> **GIVEN INFORMATION**

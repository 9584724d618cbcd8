//! Collaborator seams — price history, severity state and narrative text.
//!
//! The core never performs I/O itself; an orchestrator fetches data through
//! these traits before calling the pure functions, and hands the results to
//! them afterwards.

use std::collections::HashMap;
use std::sync::RwLock;

use chrono::NaiveDate;
use serde::{Deserialize, Serialize};
use thiserror::Error;

use crate::anomaly::{AnomalyResult, AnomalySeverity};
use crate::domain::{PriceSeries, SeriesError};
use crate::indicators::IndicatorRow;
use crate::quant::CrossSection;
use crate::signals::Classification;

/// Failure reported by an external collaborator.
#[derive(Debug, Error)]
pub enum ProviderError {
    #[error("no data for symbol '{0}'")]
    NotFound(String),

    #[error("malformed data for '{symbol}': {reason}")]
    Malformed { symbol: String, reason: String },

    #[error(transparent)]
    Series(#[from] SeriesError),

    #[error("I/O error: {0}")]
    Io(#[from] std::io::Error),

    #[error("{0}")]
    Other(String),
}

/// Source of daily price history.
pub trait PriceHistoryProvider: Send + Sync {
    /// Human-readable provider name (for logs).
    fn name(&self) -> &str;

    /// The most recent `lookback_days` bars for `symbol` (all bars if fewer).
    fn fetch(&self, symbol: &str, lookback_days: usize) -> Result<PriceSeries, ProviderError>;
}

/// Last recorded alert state for one symbol.
#[derive(Debug, Clone, Copy, PartialEq, Serialize, Deserialize)]
pub struct SeverityRecord {
    pub date: NaiveDate,
    pub severity: AnomalySeverity,
    pub price: f64,
    pub score: f64,
}

/// Persistence of the last-known severity per symbol.
pub trait SeverityStore: Send + Sync {
    fn last_severity(&self, symbol: &str) -> Option<AnomalySeverity>;

    /// Upsert the state for `symbol`.
    fn record(&self, symbol: &str, date: NaiveDate, severity: AnomalySeverity, price: f64, score: f64);
}

/// Process-local `SeverityStore`.
#[derive(Debug, Default)]
pub struct InMemorySeverityStore {
    states: RwLock<HashMap<String, SeverityRecord>>,
}

impl InMemorySeverityStore {
    pub fn new() -> Self {
        Self::default()
    }

    pub fn get(&self, symbol: &str) -> Option<SeverityRecord> {
        let states = self.states.read().unwrap_or_else(|e| e.into_inner());
        states.get(symbol).copied()
    }

    pub fn len(&self) -> usize {
        self.states.read().unwrap_or_else(|e| e.into_inner()).len()
    }

    pub fn is_empty(&self) -> bool {
        self.len() == 0
    }
}

impl SeverityStore for InMemorySeverityStore {
    fn last_severity(&self, symbol: &str) -> Option<AnomalySeverity> {
        self.get(symbol).map(|r| r.severity)
    }

    fn record(&self, symbol: &str, date: NaiveDate, severity: AnomalySeverity, price: f64, score: f64) {
        let mut states = self.states.write().unwrap_or_else(|e| e.into_inner());
        states.insert(
            symbol.to_string(),
            SeverityRecord {
                date,
                severity,
                price,
                score,
            },
        );
    }
}

/// Structured inputs handed to a narrative provider.
#[derive(Debug, Clone, Serialize)]
pub struct NarrativeRequest<'a> {
    pub symbol: &'a str,
    pub percent_change: f64,
    pub latest: &'a IndicatorRow,
    pub classification: &'a Classification,
    pub anomaly: &'a AnomalyResult,
    pub cross_section: &'a CrossSection,
}

/// Free-text commentary: a one-line summary and one view per signal side.
#[derive(Debug, Clone, PartialEq, Eq, Serialize, Deserialize)]
pub struct Narrative {
    pub summary: String,
    pub left_side_analysis: String,
    pub right_side_analysis: String,
}

/// Producer of narrative text (typically a language model).
pub trait NarrativeProvider: Send + Sync {
    fn summarize(&self, request: &NarrativeRequest<'_>) -> Result<Narrative, ProviderError>;
}

/// Fallback provider used when no model is configured: echoes the
/// deterministic signals instead of generating prose.
#[derive(Debug, Clone, Copy, Default)]
pub struct StaticNarrative;

impl NarrativeProvider for StaticNarrative {
    fn summarize(&self, request: &NarrativeRequest<'_>) -> Result<Narrative, ProviderError> {
        let c = request.classification;
        Ok(Narrative {
            summary: format!(
                "{} moved {:+.2}% (anomaly score {:.2}, {})",
                request.symbol,
                request.percent_change,
                request.anomaly.score,
                request.anomaly.severity()
            ),
            left_side_analysis: format!("{}: {}", c.left.action, c.left.rationale),
            right_side_analysis: format!("{}: {}", c.right.action, c.right.rationale),
        })
    }
}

> **TASK TO CARRY OUT**
Please copy every line of the material exactly.

> **OUTPUT OF THE TASK**
repository 9584724d618cbcd8
//! Collaborator seams — price history, severity state and narrative text.
//!
//! The core never performs I/O itself; an orchestrator fetches data through
//! these traits before calling the pure functions, and hands the results to
//! them afterwards.

use std::collections::HashMap;
use std::sync::RwLock;

use chrono::NaiveDate;
use serde::{Deserialize, Serialize};
use thiserror::Error;

use crate::anomaly::{AnomalyResult, AnomalySeverity};
use crate::domain::{PriceSeries, SeriesError};
use crate::indicators::IndicatorRow;
use crate::quant::CrossSection;
use crate::signals::Classification;

/// Failure reported by an external collaborator.
#[derive(Debug, Error)]
pub enum ProviderError {
    #[error("no data for symbol '{0}'")]
    NotFound(String),

    #[error("malformed data for '{symbol}': {reason}")]
    Malformed { symbol: String, reason: String },

    #[error(transparent)]
    Series(#[from] SeriesError),

    #[error("I/O error: {0}")]
    Io(#[from] std::io::Error),

    #[error("{0}")]
    Other(String),
}

/// Source of daily price history.
pub trait PriceHistoryProvider: Send + Sync {
    /// Human-readable provider name (for logs).
    fn name(&self) -> &str;

    /// The most recent `lookback_days` bars for `symbol` (all bars if fewer).
    fn fetch(&self, symbol: &str, lookback_days: usize) -> Result<PriceSeries, ProviderError>;
}

/// Last recorded alert state for one symbol.
#[derive(Debug, Clone, Copy, PartialEq, Serialize, Deserialize)]
pub struct SeverityRecord {
    pub date: NaiveDate,
    pub severity: AnomalySeverity,
    pub price: f64,
    pub score: f64,
}

/// Persistence of the last-known severity per symbol.
pub trait SeverityStore: Send + Sync {
    fn last_severity(&self, symbol: &str) -> Option<AnomalySeverity>;

    /// Upsert the state for `symbol`.
    fn record(&self, symbol: &str, date: NaiveDate, severity: AnomalySeverity, price: f64, score: f64);
}

/// Process-local `SeverityStore`.
#[derive(Debug, Default)]
pub struct InMemorySeverityStore {
    states: RwLock<HashMap<String, SeverityRecord>>,
}

impl InMemorySeverityStore {
    pub fn new() -> Self {
        Self::default()
    }

    pub fn get(&self, symbol: &str) -> Option<SeverityRecord> {
        let states = self.states.read().unwrap_or_else(|e| e.into_inner());
        states.get(symbol).copied()
    }

    pub fn len(&self) -> usize {
        self.states.read().unwrap_or_else(|e| e.into_inner()).len()
    }

    pub fn is_empty(&self) -> bool {
        self.len() == 0
    }
}

impl SeverityStore for InMemorySeverityStore {
    fn last_severity(&self, symbol: &str) -> Option<AnomalySeverity> {
        self.get(symbol).map(|r| r.severity)
    }

    fn record(&self, symbol: &str, date: NaiveDate, severity: AnomalySeverity, price: f64, score: f64) {
        let mut states = self.states.write().unwrap_or_else(|e| e.into_inner());
        states.insert(
            symbol.to_string(),
            SeverityRecord {
                date,
                severity,
                price,
                score,
            },
        );
    }
}

/// Structured inputs handed to a narrative provider.
#[derive(Debug, Clone, Serialize)]
pub struct NarrativeRequest<'a> {
    pub symbol: &'a str,
    pub percent_change: f64,
    pub latest: &'a IndicatorRow,
    pub classification: &'a Classification,
    pub anomaly: &'a AnomalyResult,
    pub cross_section: &'a CrossSection,
}

/// Free-text commentary: a one-line summary and one view per signal side.
#[derive(Debug, Clone, PartialEq, Eq, Serialize, Deserialize)]
pub struct Narrative {
    pub summary: String,
    pub left_side_analysis: String,
    pub right_side_analysis: String,
}

/// Producer of narrative text (typically a language model).
pub trait NarrativeProvider: Send + Sync {
    fn summarize(&self, request: &NarrativeRequest<'_>) -> Result<Narrative, ProviderError>;
}

/// Fallback provider used when no model is configured: echoes the
/// deterministic signals instead of generating prose.
#[derive(Debug, Clone, Copy, Default)]
pub struct StaticNarrative;

impl NarrativeProvider for StaticNarrative {
    fn summarize(&self, request: &NarrativeRequest<'_>) -> Result<Narrative, ProviderError> {
        let c = request.classification;
        Ok(Narrative {
            summary: format!(
                "{} moved {:+.2}% (anomaly score {:.2}, {})",
                request.symbol,
                request.percent_change,
                request.anomaly.score,
                request.anomaly.severity()
            ),
            left_side_analysis: format!("{}: {}", c.left.action, c.left.rationale),
            right_side_analysis: format!("{}: {}", c.right.action, c.right.rationale),
        })
    }
}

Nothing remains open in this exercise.